REGISTRATION RIGHTS AGREEMENT
This REGISTRATION RIGHTS AGREEMENT (the “Agreement”) is dated as of July 8, 2021 and is made by and among Bridgewater Bancshares, Inc., a Minnesota corporation (the “Company”), and the several purchasers of the Subordinated Notes (as defined below) identified on the signature pages to the Purchase Agreement (as defined below) (collectively, the “Purchasers”).

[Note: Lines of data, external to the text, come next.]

use axum::{
    routing::{get, post},
    Router,
};
use std::net::SocketAddr;
use tower_http::cors::{Any, CorsLayer};
use tracing_subscriber::{layer::SubscriberExt, util::SubscriberInitExt};

use movielist_server::config::Config;
use movielist_server::db::open_database;
use movielist_server::routes::{
    add_movie, current_session, delete_movie, health_check, list_movies, movie_count,
    movie_details, sign_in, sign_out, sign_up,
};
use movielist_server::AppState;

#[tokio::main]
async fn main() -> anyhow::Result<()> {
    // Initialize tracing
    tracing_subscriber::registry()
        .with(
            tracing_subscriber::EnvFilter::try_from_default_env()
                .unwrap_or_else(|_| "movielist_server=info,tower_http=debug".into()),
        )
        .with(tracing_subscriber::fmt::layer())
        .init();

    tracing::info!("Starting Movie List Server...");

    // Load configuration
    let config = Config::from_env().map_err(|e| anyhow::anyhow!(e))?;

    tracing::info!(
        "Environment: {}, Server: {}",
        config.environment,
        config.server_address()
    );

    // Open the embedded database
    let db = open_database(&config.database_path)?;

    // Configure CORS
    let cors = CorsLayer::new()
        .allow_origin(
            config
                .allowed_origins
                .iter()
                .map(|s| s.parse::<axum::http::HeaderValue>())
                .collect::<Result<Vec<_>, _>>()
                .map_err(|e| anyhow::anyhow!("Invalid ALLOWED_ORIGINS entry: {e}"))?,
        )
        .allow_methods([
            axum::http::Method::GET,
            axum::http::Method::POST,
            axum::http::Method::DELETE,
        ])
        .allow_headers(Any);

    // Create app state
    let state = AppState::new(db, config.clone());

    // Log auth activity from the registry's notification stream
    let mut auth_events = state.sessions.subscribe();
    tokio::spawn(async move {
        while let Ok(event) = auth_events.recv().await {
            tracing::info!("Auth event: {:?}", event);
        }
    });

    // Build router
    let app = Router::new()
        .route("/health", get(health_check))
        .route("/api/movies", get(list_movies).post(add_movie))
        .route("/api/movies/count", get(movie_count))
        .route(
            "/api/movies/:id",
            axum::routing::delete(delete_movie),
        )
        .route("/api/movies/:id/details", get(movie_details))
        .route("/api/auth/signup", post(sign_up))
        .route("/api/auth/signin", post(sign_in))
        .route("/api/auth/signout", post(sign_out))
        .route("/api/auth/session", get(current_session))
        .layer(cors)
        .with_state(state);

    // Start server
    let addr: SocketAddr = config.server_address().parse()?;
    tracing::info!("Server listening on {}", addr);

    let listener = tokio::net::TcpListener::bind(addr).await?;
    axum::serve(listener, app).await?;

    Ok(())
}
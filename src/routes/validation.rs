use axum::http::{header, HeaderMap};
use chrono::{DateTime, Utc};

use crate::error::{AppError, Result};
use crate::models::SessionContext;
use crate::AppState;

/// Convert Unix timestamp to RFC3339 string, defaulting to now if invalid
pub fn timestamp_to_rfc3339(timestamp: i64) -> String {
    DateTime::from_timestamp(timestamp, 0)
        .unwrap_or_else(Utc::now)
        .to_rfc3339()
}

/// Pull the bearer token out of the Authorization header
pub fn bearer_token(headers: &HeaderMap) -> Option<&str> {
    headers
        .get(header::AUTHORIZATION)?
        .to_str()
        .ok()?
        .strip_prefix("Bearer ")
        .map(str::trim)
        .filter(|t| !t.is_empty())
}

/// Resolve the request's session, or fail as not signed in
pub async fn require_session(state: &AppState, headers: &HeaderMap) -> Result<SessionContext> {
    let token = bearer_token(headers).ok_or(AppError::NotSignedIn)?;
    state.sessions.resolve(token).await
}

/// Resolve the request's session and require the owner role claim
///
/// Mutation handlers gate on the claim, never on an email comparison.
pub async fn require_owner(state: &AppState, headers: &HeaderMap) -> Result<SessionContext> {
    let context = require_session(state, headers).await?;
    if !context.is_owner() {
        tracing::warn!("Mutation attempt by non-owner: {}", context.email);
        return Err(AppError::Forbidden);
    }
    Ok(context)
}

#[cfg(test)]
mod tests {
    use super::*;
    use axum::http::HeaderValue;

    #[test]
    fn test_bearer_token_extraction() {
        let mut headers = HeaderMap::new();
        assert_eq!(bearer_token(&headers), None);

        headers.insert(
            header::AUTHORIZATION,
            HeaderValue::from_static("Bearer abc123"),
        );
        assert_eq!(bearer_token(&headers), Some("abc123"));

        headers.insert(header::AUTHORIZATION, HeaderValue::from_static("Basic xyz"));
        assert_eq!(bearer_token(&headers), None);

        headers.insert(header::AUTHORIZATION, HeaderValue::from_static("Bearer "));
        assert_eq!(bearer_token(&headers), None);
    }

    #[test]
    fn test_timestamp_to_rfc3339() {
        assert_eq!(
            timestamp_to_rfc3339(1733788800),
            "2024-12-10T00:00:00+00:00"
        );
    }
}
use serde::{Deserialize, Serialize};

use crate::models::Role;

/// Session record stored in redb, keyed by token hash
#[derive(Debug, Clone, Serialize, Deserialize)]
pub struct SessionRecord {
    pub email: String,
    pub role: Role,
    /// When the session was opened (Unix timestamp)
    pub created_at: i64,
    /// When the session stops resolving (Unix timestamp)
    pub expires_at: i64,
}

impl SessionRecord {
    pub fn is_expired(&self, now: i64) -> bool {
        now >= self.expires_at
    }
}

/// Identity resolved from a bearer token, passed to handlers that need it
#[derive(Debug, Clone, PartialEq, Serialize)]
pub struct SessionContext {
    pub email: String,
    pub role: Role,
}

impl SessionContext {
    pub fn is_owner(&self) -> bool {
        self.role == Role::Owner
    }
}

#[cfg(test)]
mod tests {
    use super::*;

    #[test]
    fn test_session_expiry() {
        let session = SessionRecord {
            email: "user@example.com".to_string(),
            role: Role::Viewer,
            created_at: 1_000_000,
            expires_at: 1_086_400,
        };

        assert!(!session.is_expired(1_000_000));
        assert!(!session.is_expired(1_086_399));
        assert!(session.is_expired(1_086_400));
    }

    #[test]
    fn test_owner_check() {
        let owner = SessionContext {
            email: "owner@example.com".to_string(),
            role: Role::Owner,
        };
        let viewer = SessionContext {
            email: "viewer@example.com".to_string(),
            role: Role::Viewer,
        };

        assert!(owner.is_owner());
        assert!(!viewer.is_owner());
    }
}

This Agreement is made pursuant to the Subordinated Note Purchase Agreement dated July 8, 2021 by and among the Company and each of the Purchasers (the “Purchase Agreement”), which provides for the sale by the Company to the Purchasers of $30,000,000 aggregate principal amount of the Company’s 3.250% Fixed-to-Floating Rate Subordinated Notes due 2031, which were issued on July 8, 2021 (the “Subordinated Notes”). In order to induce each of the Purchasers to enter into the Purchase Agreement and in satisfaction of a condition to the Purchasers’ obligations thereunder, the Company has agreed to provide to the Purchasers and their respective direct and indirect transferees and assigns the registration rights set forth in this Agreement. The execution and delivery of this Agreement is a condition to the closing under the Purchase Agreement.
In consideration of the foregoing, the parties hereto agree as follows:
1. Definitions. As used in this Agreement, the following capitalized defined terms shall have the following meanings:
“1933 Act” shall mean the Securities Act of 1933, as amended from time to time, and the rules and regulations of the SEC promulgated thereunder.
“1934 Act” shall mean the Securities Exchange Act of 1934, as amended from time to time, and the rules and regulations of the SEC promulgated thereunder.
“Additional Interest” shall have the meaning set forth in Section 2(e) hereof.
“Agreement” shall have the meaning set forth in the preamble to this Agreement.
“Business Day” shall mean any day other than a Saturday, Sunday or U.S. federal holiday or a day on which banking institutions in the state of Minnesota are authorized or obligated to be closed.
“Closing Date” shall mean the date of this Agreement.
“Company” shall have the meaning set forth in the preamble to this Agreement and also includes the Company’s successors.
“Depositary” shall mean The Depository Trust Company, or any other depositary appointed by the Company, including any agent thereof; provided, however, that any such depositary must at all times have an address in the Borough of Manhattan, The City of New York.